Die Doppelgaengerin
Können wir nicht so tun, als seist du ein Vampir und könntest nicht ins Haus kommen, solange ich dich nicht hereingebeten habe?«
»Du hast mich schon mal ins Haus gebeten, hast du das vergessen?«
Ach ja. Auch wieder wahr. »Ich habe mich neu eingerichtet. Damit gilt die Einladung nicht mehr. Und jetzt hau ab.«
»Tu ich. Ich bin auch ziemlich fertig. Du hast dich neu eingerichtet, wie? Was hat dich an der alten Einrichtung gestört?«
Ich verdrehte die Augen. »Wie schön, dass du dich so für Innenarchitektur interessierst. Und jetzt hau ab. Aber vergiss nicht jemanden zu beauftragen, der mir morgen früh mein Auto bringt, okay? Ohne Auto sitze ich fest.«
»Ich werde mich darum kümmern.« Und im nächsten Moment hatte seine Hand mein Kinn umfasst, während sein Daumen sacht meine Lippen nachfuhr. Ich zog meinen Kopf aus seinem Griff und hielt ihn mit Mörderblick auf Distanz, aber er lachte nur. »Ich wollte dich nicht küssen. Jedenfalls noch nicht. Selbst wenn uns zu dieser nachtschlafenden Stunde – oder eher so kurz vor dem Morgengrauen – niemand sehen sollte, sollten wir doch lieber warten, bis wir irgendwo ungestört sind und beide etwas Schlaf hatten. Ich weiß schließlich, wie schnell du deine Kleidung abwirfst, wenn ich dich küsse.«
Das hörte sich so an, als würde ich jedes Mal aus dem Höschen hüpfen, sobald er mich nur berührte. Ich schenkte ihm ein giftig süßes Lächeln. »Ich weiß was Besseres. Warum stopfst du dir nicht …«
»Oh-oh«, warnte er mich und legte mir einen Finger auf die Lippen. »Du möchtest doch nicht, dass dich deine vorlaute Klappe in Schwierigkeiten bringt. Geh einfach ins Haus, schließ hinter dir ab und leg dich ins Bett. Wir sehen uns später.«
Niemand kann mir nachsagen, dass ich einen guten Rat nicht zur Kenntnis nehmen würde. Ich nehme ihn immer zur Kenntnis; ob ich ihn befolge, ist ein anderes Kapitel. In diesem Fall jedoch war ich so schlau, schweigend ins Haus zu huschen und die Tür hinter mir zu verriegeln, genau wie er mir geraten hatte. Klar, er glaubte vielleicht, dass ich seinen Anweisungen folgte, aber in diesem Fall stimmten seine Anweisungen zufällig mit dem überein, was mein Überlebensinstinkt diktierte.

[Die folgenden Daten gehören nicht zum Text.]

//! # Delivery Scheduler
//!
//! Turns a pending reminder into a single-shot timer that fires at its
//! `deliver_at` instant. The delay is computed fresh every time a record is
//! scheduled, so the same code path serves new reminders and ones restored after
//! a restart. Overdue reminders fire immediately.
//!
//! A pending reminder is armed at most once per process. On fire the
//! notification is sent, the record marked sent, and the follow-up loop armed,
//! in that order. Once the record is marked sent its id is forgotten. A failed
//! send is logged and the record stays pending (and its id stays reserved);
//! there is no retry.
//!
//! - **Version**: 1.0.0
//! - **Since**: 1.0.0

use chrono::{DateTime, Utc};
use dashmap::mapref::entry::Entry;
use dashmap::DashMap;
use log::{debug, error, info};
use std::sync::Arc;
use std::time::Duration;
use tokio::task::AbortHandle;
use tokio::time::sleep;

use super::record::{format_notification, ReminderRecord, ReminderStore};
use crate::features::followup::FollowUpTracker;
use crate::gateway::MessageGateway;

/// Handle to an armed delivery timer
#[derive(Debug, Clone)]
pub struct ScheduleHandle {
    record_id: i64,
    abort: AbortHandle,
}

impl ScheduleHandle {
    pub fn record_id(&self) -> i64 {
        self.record_id
    }
}

pub struct DeliveryScheduler {
    pub(super) store: Arc<dyn ReminderStore>,
    gateway: Arc<dyn MessageGateway>,
    followups: Arc<FollowUpTracker>,
    /// Reminder ids armed in this process that have not been marked sent
    scheduled: Arc<DashMap<i64, AbortHandle>>,
}

impl DeliveryScheduler {
    pub fn new(
        store: Arc<dyn ReminderStore>,
        gateway: Arc<dyn MessageGateway>,
        followups: Arc<FollowUpTracker>,
    ) -> Self {
        Self {
            store,
            gateway,
            followups,
            scheduled: Arc::new(DashMap::new()),
        }
    }

    /// Arm the delivery timer for a reminder
    ///
    /// Returns `None` without arming anything if the reminder was already sent
    /// or has already been scheduled in this process.
    pub fn schedule(&self, record: ReminderRecord) -> Option<ScheduleHandle> {
        if !record.is_pending() {
            debug!("Reminder #{} already sent, not scheduling", record.id);
            return None;
        }

        let slot = match self.scheduled.entry(record.id) {
            Entry::Occupied(_) => {
                debug!("Reminder #{} already scheduled, skipping", record.id);
                return None;
            }
            Entry::Vacant(slot) => slot,
        };

        let record_id = record.id;
        let delay = delay_until(record.deliver_at, Utc::now());
        info!(
            "🕒 Scheduling reminder #{} for user {}: \"{}\" at {} (in {}s)",
            record.id,
            record.user_id,
            record.text,
            record.deliver_at.to_rfc3339(),
            delay.as_secs()
        );

        let store = self.store.clone();
        let gateway = self.gateway.clone();
        let followups = self.followups.clone();
        let scheduled = self.scheduled.clone();
        let task = tokio::spawn(async move {
            sleep(delay).await;
            if deliver(&record, store, gateway, followups).await {
                scheduled.remove(&record.id);
            }
        });

        let abort = task.abort_handle();
        slot.insert(abort.clone());

        Some(ScheduleHandle { record_id, abort })
    }

    /// Stop an armed timer. Returns false if the handle was not (or no longer)
    /// armed, including when its timer has already fired.
    pub fn cancel(&self, handle: &ScheduleHandle) -> bool {
        if handle.abort.is_finished() {
            return false;
        }
        match self.scheduled.remove(&handle.record_id) {
            Some(_) => {
                handle.abort.abort();
                info!("🛑 Cancelled reminder #{}", handle.record_id);
                true
            }
            None => false,
        }
    }

    pub fn is_scheduled(&self, record_id: i64) -> bool {
        self.scheduled.contains_key(&record_id)
    }

    pub fn scheduled_count(&self) -> usize {
        self.scheduled.len()
    }
}

/// Time left until `deliver_at`, clamped to zero for overdue reminders
pub fn delay_until(deliver_at: DateTime<Utc>, now: DateTime<Utc>) -> Duration {
    deliver_at
        .signed_duration_since(now)
        .to_std()
        .unwrap_or(Duration::ZERO)
}

/// Returns true once the record is marked sent
async fn deliver(
    record: &ReminderRecord,
    store: Arc<dyn ReminderStore>,
    gateway: Arc<dyn MessageGateway>,
    followups: Arc<FollowUpTracker>,
) -> bool {
    let notification = format_notification(&record.text);

    if let Err(e) = gateway.send(record.user_id, &notification).await {
        error!(
            "❌ Failed to deliver reminder #{} to user {}: {e:#} (left pending, not retried)",
            record.id, record.user_id
        );
        return false;
    }

    info!(
        "✅ Delivered reminder #{} to user {}: \"{}\"",
        record.id, record.user_id, record.text
    );

    let marked = match store.mark_sent(record.id).await {
        Ok(()) => true,
        Err(e) => {
            error!("❌ Reminder #{} was delivered but could not be marked sent: {e:#}", record.id);
            false
        }
    };

    followups.arm(record.user_id, &record.text).await;
    marked
}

Ich knipste das Licht in der Küche an und wartete hinter der Tür ab, bis sein Auto weggefahren war. Erst dann schaltete ich die Außenbeleuchtung aus. Eine Weile blieb ich in meiner gemütlichen Küche stehen und ließ alles, was in dieser Nacht passiert war, auf mich einstürzen.
Die Welt kam mir irgendwie unwirklich vor, so als hätte ich mich aus diesem Universum verabschiedet. Meine Umgebung war die gleiche wie immer, aber sie erschien mir irgendwie fremd, fast so, als würde sie jemand anderem gehören. Ich war gleichzeitig todmüde und überreizt, keine besonders tolle Kombination.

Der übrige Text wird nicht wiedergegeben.